After you click Finish, the MotionManager will populate the timeline with key points for the Orientation and Camera Views. Instead of rotating the part, the software will rotate the view. It seems like a semantic difference, but when you start working with moving parts in assemblies while changing the view, the difference becomes important. Notice the heavy black line with diamonds in the row for the Orientation and Camera Views in Figure 23.6. Each diamond is a key point that represents a view angle, and the line between the diamonds indicates that MotionManager will interpolate the view between the key points, making the view transition smoothly. You will learn how to create key points later in this chapter.

FIGURE 23.6 Change bars in the MotionManager

To play the animation, click the Play From Start button or the Play button in the MotionManager toolbar. Note also that you can run the Animation Wizard multiple times to create various sequences within a single animation. You can control the start time and duration, which are added to the timeline. You can also edit the key points and even mirror the path.

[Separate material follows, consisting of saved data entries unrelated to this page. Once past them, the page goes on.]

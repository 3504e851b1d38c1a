use crate::error::{Result, SimError};
use crate::models::CampaignSeed;

pub static CAMPAIGN_SEEDS: [CampaignSeed; 5] = [
    CampaignSeed {
        id: "all",
        name: "All Campaigns",
        base_cpi: 342.0,
        base_cpa: 1093.0,
        base_cprt: 717.0,
        base_cpft: 2914.0,
        base_cvr: 0.082,
        budget: 200200.0,
        target_cpi: 317.0,
        target_cpa: 1002.0,
        target_cprt: 626.0,
        target_cpft: 2505.0,
    },
    CampaignSeed {
        id: "c1",
        name: "iOS – Metro India",
        base_cpi: 434.0,
        base_cpa: 1385.0,
        base_cprt: 910.0,
        base_cpft: 3691.0,
        base_cvr: 0.091,
        budget: 75150.0,
        target_cpi: 376.0,
        target_cpa: 1169.0,
        target_cprt: 752.0,
        target_cpft: 3173.0,
    },
    CampaignSeed {
        id: "c2",
        name: "Android – Tier 2",
        base_cpi: 234.0,
        base_cpa: 751.0,
        base_cprt: 492.0,
        base_cpft: 1987.0,
        base_cvr: 0.071,
        budget: 58450.0,
        target_cpi: 209.0,
        target_cpa: 668.0,
        target_cprt: 418.0,
        target_cpft: 1670.0,
    },
    CampaignSeed {
        id: "c3",
        name: "iOS – Premium",
        base_cpi: 384.0,
        base_cpa: 1227.0,
        base_cprt: 810.0,
        base_cpft: 3265.0,
        base_cvr: 0.085,
        budget: 41750.0,
        target_cpi: 334.0,
        target_cpa: 1044.0,
        target_cprt: 668.0,
        target_cpft: 2756.0,
    },
    CampaignSeed {
        id: "c4",
        name: "Android – Bharat",
        base_cpi: 159.0,
        base_cpa: 509.0,
        base_cprt: 334.0,
        base_cpft: 1353.0,
        base_cvr: 0.068,
        budget: 25050.0,
        target_cpi: 142.0,
        target_cpa: 459.0,
        target_cprt: 292.0,
        target_cpft: 1169.0,
    },
];

pub fn default_seed() -> &'static CampaignSeed {
    &CAMPAIGN_SEEDS[0]
}

pub fn find(id: &str) -> Result<&'static CampaignSeed> {
    CAMPAIGN_SEEDS
        .iter()
        .find(|seed| seed.id == id)
        .ok_or_else(|| SimError::UnknownCampaign(id.to_string()))
}

/// Resolves an optional campaign id, falling back to the aggregate seed.
pub fn resolve(id: Option<&str>) -> Result<&'static CampaignSeed> {
    match id.map(str::trim).filter(|value| !value.is_empty()) {
        Some(value) => find(value),
        None => Ok(default_seed()),
    }
}

#[cfg(test)]
mod tests {
    use super::*;

    #[test]
    fn aggregate_seed_is_default() {
        assert_eq!(resolve(None).unwrap().id, "all");
        assert_eq!(resolve(Some("  ")).unwrap().id, "all");
    }

    #[test]
    fn unknown_campaign_is_an_error() {
        assert!(matches!(find("c9"), Err(SimError::UnknownCampaign(id)) if id == "c9"));
    }

    #[test]
    fn seed_targets_sit_below_bases() {
        for seed in CAMPAIGN_SEEDS.iter() {
            assert!(seed.target_cpi < seed.base_cpi, "{}", seed.id);
            assert!(seed.target_cpft < seed.base_cpft, "{}", seed.id);
        }
    }
}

Creating an Exploded View Animation

The sample assembly in the Animations folder of the download materials is named Robot Assembly.sldasm, and it's saved with an exploded view. You can use this assembly or create your own. If you use this file, you must first create a new motion study for practicing. To do that, right-click on the Animation1 tab at the bottom and select Create New Motion Study.

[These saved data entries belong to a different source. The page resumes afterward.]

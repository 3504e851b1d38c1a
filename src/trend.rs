const WINDOW: usize = 4;

/// Least-squares slope over the last four rows. Missing values count as 0.
pub fn trend<T>(rows: &[T], field: impl Fn(&T) -> Option<f64>) -> f64 {
    if rows.len() < 2 {
        return 0.0;
    }

    let recent = &rows[rows.len().saturating_sub(WINDOW)..];
    let n = recent.len() as f64;
    let (mut sum_x, mut sum_y, mut sum_xy, mut sum_x2) = (0.0, 0.0, 0.0, 0.0);

    for (i, row) in recent.iter().enumerate() {
        let x = i as f64;
        let y = field(row).filter(|v| v.is_finite()).unwrap_or(0.0);
        sum_x += x;
        sum_y += y;
        sum_xy += x * y;
        sum_x2 += x * x;
    }

    let slope = (n * sum_xy - sum_x * sum_y) / (n * sum_x2 - sum_x * sum_x);
    if slope.is_finite() { slope } else { 0.0 }
}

To use the Animation Wizard to create an animated explode and collapse, first start with an assembly that has an exploded view and activate the Animation Wizard. Remember that exploded views are kept under a configuration in the Configuration Manager. Figure 23.3 shows the first page of the Animation Wizard where you select the animation type. Select the Explode option and click Next. Figure 23.7 shows the second page. (Explode animations skip the second step, which is used by rotate animations.)

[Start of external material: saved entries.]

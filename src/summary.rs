use crate::models::{BidAction, Metric, Phase, WeeklyRecord};
use crate::network::round1;
use serde::Serialize;

#[derive(Debug, Clone, PartialEq, Serialize)]
#[serde(rename_all = "camelCase")]
pub struct BidChange {
    pub label: String,
    pub week_num: i32,
    pub month: String,
    pub action: BidAction,
    pub rec_bid: f64,
    pub rec_budget: f64,
}

#[derive(Debug, Clone, PartialEq, Serialize)]
#[serde(rename_all = "camelCase")]
pub struct TimelineSummary {
    pub metric: Metric,
    pub target: Option<f64>,
    pub historical_weeks: usize,
    pub forecast_weeks: usize,
    pub historical_average: f64,
    pub forecast_average: f64,
    pub delta_pct: Option<f64>,
    pub historical_volume: u64,
    pub bid_changes: Vec<BidChange>,
}

/// Headline figures for one metric of a timeline. Missing values count as 0
/// in the averages; `delta_pct` is `None` when there is no historical cost.
pub fn summarize(timeline: &[WeeklyRecord], metric: Metric, target: Option<f64>) -> TimelineSummary {
    let historical: Vec<&WeeklyRecord> = timeline
        .iter()
        .filter(|r| r.phase == Phase::Historical)
        .collect();
    let forecast: Vec<&WeeklyRecord> = timeline
        .iter()
        .filter(|r| r.phase == Phase::Forecast)
        .collect();

    let historical_average = mean(historical.iter().map(|r| {
        r.actual
            .as_ref()
            .and_then(|a| a.cost(metric))
            .unwrap_or(0.0)
    }));
    let forecast_average = mean(forecast.iter().map(|r| {
        r.forecast
            .as_ref()
            .and_then(|f| f.metric(metric))
            .map_or(0.0, |p| p.optimistic)
    }));

    let delta_pct = (historical_average > 0.0)
        .then(|| round1((forecast_average / historical_average - 1.0) * 100.0));

    let historical_volume = historical
        .iter()
        .filter_map(|r| r.actual.as_ref().and_then(|a| a.events(metric)))
        .sum();

    let mut bid_changes = Vec::new();
    let mut previous: Option<BidAction> = None;
    for record in &forecast {
        let Some(projection) = record.forecast.as_ref() else {
            continue;
        };
        if previous != Some(projection.bid_action) {
            bid_changes.push(BidChange {
                label: record.label.clone(),
                week_num: record.week_num,
                month: record.month.clone(),
                action: projection.bid_action,
                rec_bid: projection.rec_bid,
                rec_budget: projection.rec_budget,
            });
        }
        previous = Some(projection.bid_action);
    }

    TimelineSummary {
        metric,
        target,
        historical_weeks: historical.len(),
        forecast_weeks: forecast.len(),
        historical_average,
        forecast_average,
        delta_pct,
        historical_volume,
        bid_changes,
    }
}

fn mean(values: impl Iterator<Item = f64>) -> f64 {
    let (sum, count) = values.fold((0.0, 0usize), |(sum, count), v| (sum + v, count + 1));
    if count == 0 { 0.0 } else { sum / count as f64 }
}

FIGURE 23.7 The second page of the Explode Animation Wizard

If you add the explode animation at the end of the rotate animation, the resulting animation does both: rotates then explodes, each in sequence. Later you will learn how to copy and reverse the key points for the explode to make it collapse, and how to adjust key points to make parts move faster, slower, or simultaneously.

You can also edit the animation created by the explode or collapse in the same way you would edit the rotate animation created by the wizard. If you have multiple parts moving at different times, you can edit the sequence so that certain parts move at the same time by marquee selecting (or Ctrl+selecting) a group of key points and moving them along the timeline.

Animating an Assembly

Here's an example of using the Animation Wizard to first rotate a model and then explode and collapse it, along with some simple editing. If you want to follow along with this example, open the Yoke Link.sldasm assembly from the download materials for Chapter 23. Note that this assembly already has a complete animation, so you need to create a second motion study when you want to try to make your own animation with this assembly.

CREATING AN EXPLODE

The first step in creating this animation is to have an explode in place before starting the animation. To do this, start by switching to the ConfigurationManager and then activating the configuration in which you want to create the explode or create a new configuration. Each configuration can hold multiple explodes. In this example, the new configuration is called Example (right-click the name of the part in the ConfigurationManager and select Add Configuration). Figure 23.8 shows a configuration being added.

FIGURE 23.8 Adding a new configuration to the assembly

To add the new explode, right-click the new configuration name and select New Exploded View, as shown in Figure 23.9.

FIGURE 23.9 Adding a new explode

Adding the explode brings up the PropertyManager shown in Figure 23.10. In this PropertyManager, you can create the individual explode steps.

FIGURE 23.10 Detailing the explode steps for this example

Without reviewing the material for explodes in Chapter 13, “Building Efficient Assemblies,” in detail, the general workflow for creating the individual explode steps is as follows:

1. Select a part.
2. Select Regular Step (translate or rotate) or Radial Step.
3. Use the Triad to move the part. You may have to set the explode direction for parts not aligned with the assembly axes.
4. Repeat steps 1, 2, and 3 for each explode you want to add.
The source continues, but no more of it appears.